━━━━━ RECORDS FOR THIS EXERCISE

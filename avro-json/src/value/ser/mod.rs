//! The value serializer (components F/G): a [`serde::Serializer`] whose
//! `Ok` is a [`serde_json::Value`], parameterized by the current
//! `(&Schema, SchemaKey)` pair instead of by a fixed wire format.
//!
//! Each schema kind accepts the handful of `serialize_*` hints a host value
//! of the "natural" Rust shape for that kind would call (§4.5's "priority
//! dispatch", realized here as which method gets called rather than as an
//! explicit case list, since `serde`'s derive already performs that
//! dispatch for us). Recursion into children goes through a fresh
//! [`Serializer`] scoped to the child's [`SchemaKey`], guarded by
//! [`AllowedDepth`] (§9).

use serde::ser::{self, Serialize};
use serde_json::{Map, Number, Value};

use crate::schema::{LogicalType, RegularType, Schema, SchemaKey};

use super::allowed_depth::AllowedDepth;
use super::error::SerError;
use super::{bytes_to_iso_8859_1, decimal_to_unscaled_bytes};

mod map;
mod seq;
mod r#struct;

use map::MapSerializer;
use seq::{BytesSeqSerializer, SeqSerializer};
use r#struct::StructSerializer;

/// Serialize `value` against `schema`'s node at `key`, producing the Avro
/// JSON encoding of the value as a [`serde_json::Value`] tree.
pub fn to_value<T: Serialize + ?Sized>(schema: &Schema, key: SchemaKey, value: &T) -> Result<Value, SerError> {
	tracing::trace!(?key, "serializing value");
	value.serialize(Serializer {
		schema,
		node: key,
		depth: AllowedDepth::default(),
	})
}

#[derive(Clone, Copy)]
pub(crate) struct Serializer<'s> {
	pub(crate) schema: &'s Schema,
	pub(crate) node: SchemaKey,
	pub(crate) depth: AllowedDepth,
}

impl<'s> Serializer<'s> {
	fn child(self, node: SchemaKey) -> Result<Self, SerError> {
		Ok(Self {
			schema: self.schema,
			node,
			depth: self.depth.dec()?,
		})
	}

	fn type_(&self) -> &'s RegularType {
		&self.schema[self.node].type_
	}

	fn logical_type(&self) -> Option<&'s LogicalType> {
		self.schema[self.node].logical_type.as_ref()
	}

	/// The union this serializer is scoped to, if any, along with its
	/// single non-null variant when the union is a plain nullable union
	/// (the only shape an `Option<T>` host value can address, per §4.7
	/// "Null+single-value unions").
	fn nullable_union_value_variant(&self) -> Option<SchemaKey> {
		match self.type_() {
			RegularType::Union(u) if u.variants.len() == 2 => {
				let null = u.variants.iter().find(|&&v| matches!(self.schema[v].type_, RegularType::Null));
				let other = u.variants.iter().find(|&&v| !matches!(self.schema[v].type_, RegularType::Null));
				match (null, other) {
					(Some(_), Some(&other)) => Some(other),
					_ => None,
				}
			}
			_ => None,
		}
	}

	fn discriminator(&self, key: SchemaKey) -> String {
		match self.schema[key].type_.as_named() {
			Some(name) => name.fully_qualified_name().to_owned(),
			None => self.schema[key].type_.type_token().to_owned(),
		}
	}

	fn wrap_union_member(&self, key: SchemaKey, value: Value) -> Value {
		let mut map = Map::with_capacity(1);
		map.insert(self.discriminator(key), value);
		Value::Object(map)
	}

	fn unsupported(&self, what: &str) -> SerError {
		SerError::unsupported_type(format!(
			"cannot serialize a {what} into a `{}` schema node",
			self.type_().type_token()
		))
	}
}

macro_rules! forward_int {
	($name:ident, $t:ty) => {
		fn $name(self, v: $t) -> Result<Value, SerError> {
			serialize_int(self, i64::from(v))
		}
	};
}

fn serialize_int(ser: Serializer<'_>, v: i64) -> Result<Value, SerError> {
	match ser.type_() {
		RegularType::Int => {
			if v < i64::from(i32::MIN) || v > i64::from(i32::MAX) {
				return Err(SerError::unsupported_type(format!("{v} does not fit in an Avro `int`")));
			}
			Ok(Value::Number(Number::from(v)))
		}
		RegularType::Long => Ok(Value::Number(Number::from(v))),
		other => Err(SerError::unsupported_type(format!(
			"cannot serialize an integer into a `{}` schema node",
			other.type_token()
		))),
	}
}

impl<'s> ser::Serializer for Serializer<'s> {
	type Ok = Value;
	type Error = SerError;

	type SerializeSeq = SeqSerializer<'s>;
	type SerializeTuple = SeqSerializer<'s>;
	type SerializeTupleStruct = SeqSerializer<'s>;
	type SerializeTupleVariant = ser::Impossible<Value, SerError>;
	type SerializeMap = MapSerializer<'s>;
	type SerializeStruct = StructSerializer<'s>;
	type SerializeStructVariant = ser::Impossible<Value, SerError>;

	fn serialize_bool(self, v: bool) -> Result<Value, SerError> {
		match self.type_() {
			RegularType::Boolean => Ok(Value::Bool(v)),
			_ => Err(self.unsupported("bool")),
		}
	}

	forward_int!(serialize_i8, i8);
	forward_int!(serialize_i16, i16);
	forward_int!(serialize_i32, i32);
	forward_int!(serialize_i64, i64);
	forward_int!(serialize_u8, u8);
	forward_int!(serialize_u16, u16);
	forward_int!(serialize_u32, u32);

	fn serialize_u64(self, v: u64) -> Result<Value, SerError> {
		let v =
			i64::try_from(v).map_err(|_| SerError::unsupported_type(format!("{v} does not fit in an Avro `long`")))?;
		serialize_int(self, v)
	}

	fn serialize_f32(self, v: f32) -> Result<Value, SerError> {
		self.serialize_f64(f64::from(v))
	}

	fn serialize_f64(self, v: f64) -> Result<Value, SerError> {
		match self.type_() {
			RegularType::Float | RegularType::Double => Number::from_f64(v).map(Value::Number).ok_or_else(|| {
				SerError::unsupported_type(format!("`{v}` has no JSON representation (NaN/Infinity are not valid JSON numbers)"))
			}),
			_ => Err(self.unsupported("float")),
		}
	}

	fn serialize_char(self, v: char) -> Result<Value, SerError> {
		let mut buf = [0u8; 4];
		self.serialize_str(v.encode_utf8(&mut buf))
	}

	fn serialize_str(self, v: &str) -> Result<Value, SerError> {
		match (self.type_(), self.logical_type()) {
			(RegularType::String, Some(LogicalType::Uuid)) => {
				let uuid: uuid::Uuid = v
					.parse()
					.map_err(|_| SerError::unsupported_type(format!("`{v}` is not a canonical UUID string")))?;
				Ok(Value::String(uuid.hyphenated().to_string()))
			}
			(RegularType::String, _) => Ok(Value::String(v.to_owned())),
			(RegularType::Enum(e), _) => {
				if e.symbols.iter().any(|s| s == v) {
					Ok(Value::String(v.to_owned()))
				} else {
					Err(SerError::unsupported_type(format!("`{v}` is not a symbol of enum `{}`", e.name)))
				}
			}
			(RegularType::Bytes, Some(LogicalType::Decimal { precision, scale })) => {
				decimal_str_to_value(v, *precision, *scale, None)
			}
			(RegularType::Fixed(f), Some(LogicalType::Decimal { precision, scale })) => {
				decimal_str_to_value(v, *precision, *scale, Some(f.size))
			}
			_ => Err(self.unsupported("string")),
		}
	}

	fn serialize_bytes(self, v: &[u8]) -> Result<Value, SerError> {
		match (self.type_(), self.logical_type()) {
			(RegularType::Bytes, None) => Ok(Value::String(bytes_to_iso_8859_1(v))),
			(RegularType::Fixed(f), None) => {
				if v.len() != f.size {
					return Err(SerError::unsupported_type(format!(
						"fixed `{}` expects {} bytes, got {}",
						f.name,
						f.size,
						v.len()
					)));
				}
				Ok(Value::String(bytes_to_iso_8859_1(v)))
			}
			_ => Err(self.unsupported("byte slice")),
		}
	}

	fn serialize_none(self) -> Result<Value, SerError> {
		match self.type_() {
			RegularType::Null => Ok(Value::Null),
			RegularType::Union(u) if u.variants.iter().any(|&v| matches!(self.schema[v].type_, RegularType::Null)) => {
				Ok(Value::Null)
			}
			_ => Err(SerError::unsupported_type(
				"schema has no `null` member to serialize `None` into",
			)),
		}
	}

	fn serialize_some<T: Serialize + ?Sized>(self, value: &T) -> Result<Value, SerError> {
		match self.nullable_union_value_variant() {
			Some(variant) => {
				let child = self.child(variant)?;
				let v = value.serialize(child)?;
				Ok(self.wrap_union_member(variant, v))
			}
			None => value.serialize(self),
		}
	}

	fn serialize_unit(self) -> Result<Value, SerError> {
		match self.type_() {
			RegularType::Null => Ok(Value::Null),
			_ => Err(self.unsupported("unit")),
		}
	}

	fn serialize_unit_struct(self, _name: &'static str) -> Result<Value, SerError> {
		self.serialize_unit()
	}

	fn serialize_unit_variant(
		self,
		_name: &'static str,
		variant_index: u32,
		variant: &'static str,
	) -> Result<Value, SerError> {
		match self.type_() {
			RegularType::Enum(_) => self.serialize_str(variant),
			RegularType::Union(u) => {
				let key = *u
					.variants
					.get(variant_index as usize)
					.ok_or_else(|| SerError::unsupported_type("union variant index out of range"))?;
				match self.schema[key].type_ {
					RegularType::Null => Ok(Value::Null),
					_ => self.child(key)?.serialize_unit_variant(_name, variant_index, variant),
				}
			}
			_ => Err(self.unsupported("unit variant")),
		}
	}

	fn serialize_newtype_struct<T: Serialize + ?Sized>(self, _name: &'static str, value: &T) -> Result<Value, SerError> {
		value.serialize(self)
	}

	fn serialize_newtype_variant<T: Serialize + ?Sized>(
		self,
		name: &'static str,
		variant_index: u32,
		variant: &'static str,
		value: &T,
	) -> Result<Value, SerError> {
		match self.type_() {
			RegularType::Union(u) => {
				let key = *u
					.variants
					.get(variant_index as usize)
					.ok_or_else(|| SerError::unsupported_type("union variant index out of range"))?;
				let child = self.child(key)?;
				let v = value.serialize(child)?;
				Ok(self.wrap_union_member(key, v))
			}
			_ => {
				let _ = (name, variant);
				Err(self.unsupported("newtype variant"))
			}
		}
	}

	fn serialize_seq(self, len: Option<usize>) -> Result<SeqSerializer<'s>, SerError> {
		match self.type_() {
			RegularType::Array(a) => Ok(SeqSerializer::array(self.schema, a.items, self.depth.dec()?, len)),
			RegularType::Bytes | RegularType::Fixed(_) => Ok(SeqSerializer::Bytes(BytesSeqSerializer::new(self))),
			_ => Err(self.unsupported("sequence")),
		}
	}

	fn serialize_tuple(self, len: usize) -> Result<SeqSerializer<'s>, SerError> {
		if len == 3 && self.logical_type() == Some(&LogicalType::Duration) {
			return Ok(SeqSerializer::Duration(seq::DurationSeqSerializer::new(self)));
		}
		self.serialize_seq(Some(len))
	}

	fn serialize_tuple_struct(self, _name: &'static str, len: usize) -> Result<SeqSerializer<'s>, SerError> {
		self.serialize_tuple(len)
	}

	fn serialize_tuple_variant(
		self,
		_name: &'static str,
		_variant_index: u32,
		_variant: &'static str,
		_len: usize,
	) -> Result<Self::SerializeTupleVariant, SerError> {
		Err(self.unsupported("tuple variant"))
	}

	fn serialize_map(self, _len: Option<usize>) -> Result<MapSerializer<'s>, SerError> {
		match self.type_() {
			RegularType::Map(m) => Ok(MapSerializer::new(self.schema, m.values, self.depth.dec()?)),
			_ => Err(self.unsupported("map")),
		}
	}

	fn serialize_struct(self, _name: &'static str, _len: usize) -> Result<StructSerializer<'s>, SerError> {
		match self.type_() {
			RegularType::Record(_) => Ok(StructSerializer::new(self.schema, self.node, self.depth.dec()?)),
			_ => Err(self.unsupported("struct")),
		}
	}

	fn serialize_struct_variant(
		self,
		_name: &'static str,
		_variant_index: u32,
		_variant: &'static str,
		_len: usize,
	) -> Result<Self::SerializeStructVariant, SerError> {
		Err(self.unsupported("struct variant"))
	}

	fn collect_str<T: std::fmt::Display + ?Sized>(self, value: &T) -> Result<Value, SerError> {
		self.serialize_str(&value.to_string())
	}
}

fn decimal_str_to_value(v: &str, precision: u32, scale: u32, fixed_size: Option<usize>) -> Result<Value, SerError> {
	let decimal: rust_decimal::Decimal = v
		.parse()
		.map_err(|_| SerError::unsupported_type(format!("`{v}` is not a valid decimal")))?;
	let bytes = decimal_to_unscaled_bytes(decimal, precision, scale)
		.map_err(|message| SerError::unsupported_type(message))?;
	if let Some(size) = fixed_size {
		if bytes.len() > size {
			return Err(SerError::unsupported_type(format!(
				"decimal value does not fit in {size} bytes at scale {scale}"
			)));
		}
		let mut padded = vec![if bytes.first().is_some_and(|&b| b & 0x80 != 0) { 0xff } else { 0x00 }; size - bytes.len()];
		padded.extend_from_slice(&bytes);
		return Ok(Value::String(bytes_to_iso_8859_1(&padded)));
	}
	Ok(Value::String(bytes_to_iso_8859_1(&bytes)))
}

━━━━━━━━━━

Up to and including the line that contains "a host value", output the records above exactly, beginning with their first line.

ANSWER BELOW:
filename avro-json/src/value/ser/mod.rs
//! The value serializer (components F/G): a [`serde::Serializer`] whose
//! `Ok` is a [`serde_json::Value`], parameterized by the current
//! `(&Schema, SchemaKey)` pair instead of by a fixed wire format.
//!
//! Each schema kind accepts the handful of `serialize_*` hints a host value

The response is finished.